Returning to the forms of writing and the structure of essays, students practice discernment each time they self-assess their work. Prudence is that habit of rightly judging and acting on that judgment, which trains the mind to know the correct forms of grammar and then students revise and perfect their writing by acting in accord to the truths of grammar. The writing rubrics used in class outline a series of questions that students use to reflect on in order to determine if they’ve answered the prompt well. This format of question and answer trains the mind to identify truth and the practice of writing according to those truths strengthens the prudent student. 
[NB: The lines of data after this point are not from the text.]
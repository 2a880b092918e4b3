//=========================================================================
// Scene System
//=========================================================================
//
// Manages scene lifecycle and stack-based scene switching.
//
// Architecture:
//   SceneManager
//     ├─ scenes: HashMap<S, Box<dyn Scene>>
//     └─ stack: Vec<S>
//
// Flow:
//   update() → top scene → Scene::update()
//   process_transitions() → on_exit / on_enter
//
//=========================================================================

//=== External Dependencies ===============================================

use std::error::Error;
use std::fmt;

//=== Internal Dependencies ===============================================

use crate::core::globals::GlobalContext;
use crate::core::input::Action;

//=== Module Declarations =================================================

mod scene_manager;

//=== Public API ==========================================================

pub use scene_manager::{SceneKey, SceneManager, SceneTransition};

//=== Scene Trait =========================================================

/// Defines scene behavior with lifecycle hooks and update logic.
///
/// Scenes are registered in [`SceneManager`] and activated through the
/// scene stack. A scene keeps its value between activations but is
/// expected to rebuild its runtime state in `on_enter`.
///
/// # Minimal Implementation
///
/// ```rust
/// # use star_gate::prelude::*;
/// # #[derive(Debug, Clone, Copy, PartialEq, Eq, Hash)]
/// # enum Screen { Title }
/// # impl SceneKey for Screen {}
/// # #[derive(Debug, Clone, Copy, PartialEq, Eq, Hash)]
/// # enum Input { Start }
/// # impl Action for Input {}
/// struct TitleScreen;
///
/// impl Scene<Screen, Input> for TitleScreen {
///     fn update(&mut self, _context: &mut GlobalContext<Screen, Input>) {}
/// }
/// ```
pub trait Scene<S: SceneKey, A: Action>: Send {
    /// Called when the scene becomes active.
    ///
    /// An error aborts activation: the manager logs it and leaves the
    /// scene off the stack.
    fn on_enter(&mut self, _context: &mut GlobalContext<S, A>) -> Result<(), SceneError> {
        Ok(())
    }

    /// Called when the scene leaves the stack.
    fn on_exit(&mut self, _context: &mut GlobalContext<S, A>) {}

    /// Called every tick while the scene is on top of the stack.
    fn update(&mut self, context: &mut GlobalContext<S, A>);
}

//=== SceneError ==========================================================

/// Failure raised while a scene is being entered.
#[derive(Debug)]
pub struct SceneError {
    message: String,
    source: Option<Box<dyn Error + Send + Sync>>,
}

impl SceneError {
    /// Creates an error with a message only.
    pub fn new(message: impl Into<String>) -> Self {
        Self {
            message: message.into(),
            source: None,
        }
    }

    /// Creates an error wrapping an underlying cause.
    pub fn with_source(
        message: impl Into<String>,
        source: impl Error + Send + Sync + 'static,
    ) -> Self {
        Self {
            message: message.into(),
            source: Some(Box::new(source)),
        }
    }
}

impl fmt::Display for SceneError {
    fn fmt(&self, f: &mut fmt::Formatter<'_>) -> fmt::Result {
        match &self.source {
            Some(source) => write!(f, "{}: {}", self.message, source),
            None => f.write_str(&self.message),
        }
    }
}

impl Error for SceneError {
    fn source(&self) -> Option<&(dyn Error + 'static)> {
        self.source
            .as_ref()
            .map(|e| e.as_ref() as &(dyn Error + 'static))
    }
}

//=========================================================================
// Unit Tests
//=========================================================================

#[cfg(test)]
mod tests {
    use super::*;
    use std::io;

    #[test]
    fn scene_error_display_includes_source() {
        let err = SceneError::with_source(
            "entering LevelA failed",
            io::Error::new(io::ErrorKind::NotFound, "map missing"),
        );

        assert_eq!(err.to_string(), "entering LevelA failed: map missing");
        assert!(err.source().is_some());
    }

    #[test]
    fn scene_error_without_source() {
        let err = SceneError::new("no spawn");
        assert_eq!(err.to_string(), "no spawn");
        assert!(err.source().is_none());
    }
}
//=========================================================================
// Action Trait & Action State
//=========================================================================
//
// Game-defined actions and the per-tick snapshot of which ones are active.
//
// Actions: Opaque identifiers routed by the engine, interpreted by the game.
// ActionState: Held (continuous) and pressed (edge) sets, rebuilt each tick.
//
//=========================================================================

//=== External Dependencies ===============================================

use std::collections::HashSet;
use std::fmt::Debug;
use std::hash::Hash;

//=== Action Trait ========================================================

/// Marker trait for game-defined action enums.
///
/// Actions represent high-level commands (MoveLeft, Restart) mapped from
/// raw keys. The engine routes actions without interpreting them.
///
/// # Example
///
/// ```
/// use star_gate::prelude::*;
///
/// #[derive(Debug, Clone, Copy, PartialEq, Eq, Hash)]
/// enum MenuAction { Confirm, Back }
///
/// impl Action for MenuAction {}
/// ```
pub trait Action: 'static + Send + Copy + Eq + Hash + Debug {}

//=== ActionState =========================================================

/// Snapshot of game actions for a single tick.
///
/// - `is_down`: a bound key is held (movement)
/// - `is_pressed`: a bound key went down this tick (one-shot triggers)
#[derive(Debug, Clone)]
pub struct ActionState<A: Action> {
    down: HashSet<A>,
    pressed: HashSet<A>,
}

impl<A: Action> ActionState<A> {
    /// Creates an empty snapshot (nothing held).
    pub fn new() -> Self {
        Self {
            down: HashSet::new(),
            pressed: HashSet::new(),
        }
    }

    /// Returns `true` while any key bound to `action` is held.
    pub fn is_down(&self, action: A) -> bool {
        self.down.contains(&action)
    }

    /// Returns `true` only on the tick a bound key transitioned to down.
    pub fn is_pressed(&self, action: A) -> bool {
        self.pressed.contains(&action)
    }

    pub(crate) fn clear(&mut self) {
        self.down.clear();
        self.pressed.clear();
    }

    pub(crate) fn set_down(&mut self, action: A) {
        self.down.insert(action);
    }

    pub(crate) fn set_pressed(&mut self, action: A) {
        self.pressed.insert(action);
    }
}

impl<A: Action> Default for ActionState<A> {
    fn default() -> Self {
        Self::new()
    }
}

//=========================================================================
// Unit Tests
//=========================================================================
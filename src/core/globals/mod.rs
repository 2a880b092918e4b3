//=========================================================================
// Global Engine State
//=========================================================================
//
// Separates systems (logic components) from context (shared data).
//
// Architecture:
//   GlobalSystems: InputSystem + SceneManager + services (owned by orchestrator)
//   GlobalContext: StateTracker + ActionState + MessageBus + ProgressHandoff
//                  (passed to scenes)
//
//=========================================================================

//=== Module Declarations =================================================

mod global_context;
mod global_systems;
mod progress;

//=== Public API ==========================================================

pub use global_context::GlobalContext;
pub use global_systems::GlobalSystems;
pub use progress::ProgressHandoff;
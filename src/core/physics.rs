//=========================================================================
// Physics Service Boundary
//=========================================================================
//
// Contract between scenes and the external physics/collision service.
//
// The engine does not simulate anything itself. Scenes describe bodies
// and contact subscriptions with `BodyCommand`s; the service integrates
// motion, resolves collisions and reports back with `PhysicsEvent`s.
//
// Flow (one tick):
// ```text
//   Scene::update ──push──> BodyCommand ──> PhysicsService::step
//        ↑                                         │
//        └──────── read ── PhysicsEvent <──push────┘  (next tick)
// ```
//
//=========================================================================

//=== External Dependencies ===============================================

use log::trace;

//=== Internal Dependencies ===============================================

use super::message_bus::MessageBus;

//=== Geometry ============================================================

/// 2D vector in world pixels (positions) or pixels/second (velocities).
#[derive(Debug, Clone, Copy, PartialEq, Default)]
pub struct Vec2 {
    pub x: f32,
    pub y: f32,
}

impl Vec2 {
    pub const ZERO: Self = Self { x: 0.0, y: 0.0 };

    pub const fn new(x: f32, y: f32) -> Self {
        Self { x, y }
    }
}

//=== Bodies ==============================================================

/// Opaque handle for a body owned by the physics service.
///
/// Handles are never reused within a scene, so events addressed to a
/// body from a previous build simply match nothing.
#[derive(Debug, Clone, Copy, PartialEq, Eq, Hash, PartialOrd, Ord)]
pub struct BodyId(pub u32);

/// Collision group a body belongs to.
#[derive(Debug, Clone, Copy, PartialEq, Eq, Hash)]
pub enum BodyKind {
    Player,
    Collectible,
    Goal,
    Enemy,
}

/// How the service should report contact between two groups.
#[derive(Debug, Clone, Copy, PartialEq, Eq, Hash)]
pub enum ContactMode {
    /// Bodies are separated and the contact is reported.
    Collide,

    /// Bodies pass through each other; overlap is reported every step.
    Overlap,
}

/// Physical parameters for a new body.
#[derive(Debug, Clone, Copy, PartialEq)]
pub struct BodySpec {
    pub kind: BodyKind,
    pub position: Vec2,
    pub velocity: Vec2,
    /// Restitution per axis (1.0 keeps full speed after a bounce).
    pub bounce: Vec2,
    pub collide_world_bounds: bool,
    /// Static bodies never move and ignore velocity.
    pub is_static: bool,
}

//=== Messages ============================================================

/// Requests from a scene to the physics service.
#[derive(Debug, Clone, PartialEq)]
pub enum BodyCommand {
    /// Removes every body and subscription owned by the scene.
    Clear,

    /// Creates a body.
    Spawn { body: BodyId, spec: BodySpec },

    /// Removes a body from simulation and hides it.
    Disable { body: BodyId },

    /// Overrides a body's velocity for the next step.
    SetVelocity { body: BodyId, velocity: Vec2 },

    /// Sets the rectangle bodies with `collide_world_bounds` stay inside.
    SetWorldBounds { width: f32, height: f32 },

    /// Asks for contacts between groups `a` and `b` to be reported.
    Subscribe { a: BodyKind, b: BodyKind, mode: ContactMode },
}

/// Reports from the physics service, consumed by scenes on the next tick.
#[derive(Debug, Clone, Copy, PartialEq)]
pub enum PhysicsEvent {
    /// Two bodies in subscribed groups touched during the last step.
    Contact { a: BodyId, b: BodyId, mode: ContactMode },

    /// A dynamic body's state after the last step.
    Moved { body: BodyId, position: Vec2, velocity: Vec2 },
}

//=== PhysicsService ======================================================

/// External physics/collision backend.
///
/// Called once per tick after scenes have updated. Implementations drain
/// `BodyCommand`s from the bus and push `PhysicsEvent`s describing the
/// step they just simulated.
pub trait PhysicsService: Send {
    fn step(&mut self, dt: f32, bus: &mut MessageBus);
}

/// Backend that accepts commands and never reports anything.
///
/// Default for engines built without a physics backend; levels stay
/// responsive to input but no contacts ever occur.
#[derive(Debug, Default)]
pub struct NullPhysics;

impl PhysicsService for NullPhysics {
    fn step(&mut self, _dt: f32, bus: &mut MessageBus) {
        let dropped = bus.drain::<BodyCommand>().len();
        if dropped > 0 {
            trace!(target: "physics", "NullPhysics discarded {} body commands", dropped);
        }
    }
}

//=========================================================================
// Unit Tests
//=========================================================================

#[cfg(test)]
mod tests {
    use super::*;

    #[test]
    fn null_physics_consumes_commands_without_events() {
        let mut bus = MessageBus::new();
        bus.push(BodyCommand::Clear);
        bus.push(BodyCommand::Disable { body: BodyId(4) });

        NullPhysics.step(1.0 / 60.0, &mut bus);

        assert!(!bus.has_messages::<BodyCommand>());
        assert!(!bus.has_messages::<PhysicsEvent>());
    }

    #[test]
    fn body_ids_order_by_allocation() {
        assert!(BodyId(1) < BodyId(2));
    }

    #[test]
    fn vec2_zero_is_default() {
        assert_eq!(Vec2::default(), Vec2::ZERO);
        assert_eq!(Vec2::new(3.0, -1.0).y, -1.0);
    }
}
Finally, the students share their final essay in community. In reading the essay aloud students are persuading others and sharpening their oratorical skills. It is this final colloquium that helps solidify their learning as ideas are expressed wrapped in beautiful rhetoric to move the heart and mind. Learning in this way is not just about acquiring knowledge but wisdom gained to transform the student and teacher together, as is described in Proverbs 2: 10-11, “for wisdom will enter your heart, knowledge will be at home in your soul, discretion will watch over you, understanding will guard you.” The wisdom gained through the various writing exercises emphasizes a study of humanity through reading, dialogue, and writing specifically about the actions and achievements exemplifying prudence. Over the course of a year students spend ample time evaluating the actions and behaviors of noteworthy men and women in history to answer the questions: Who is worthy of imitation? Who is prudent? 

 


[2] Baur, Benedict. In the Silence with God. Scepter Publishers. Princeton, New Jersey.

[3] The New American Bible Revised Edition. Catholic World Press. Catholic Book Publishing Corp., NJ. 2010.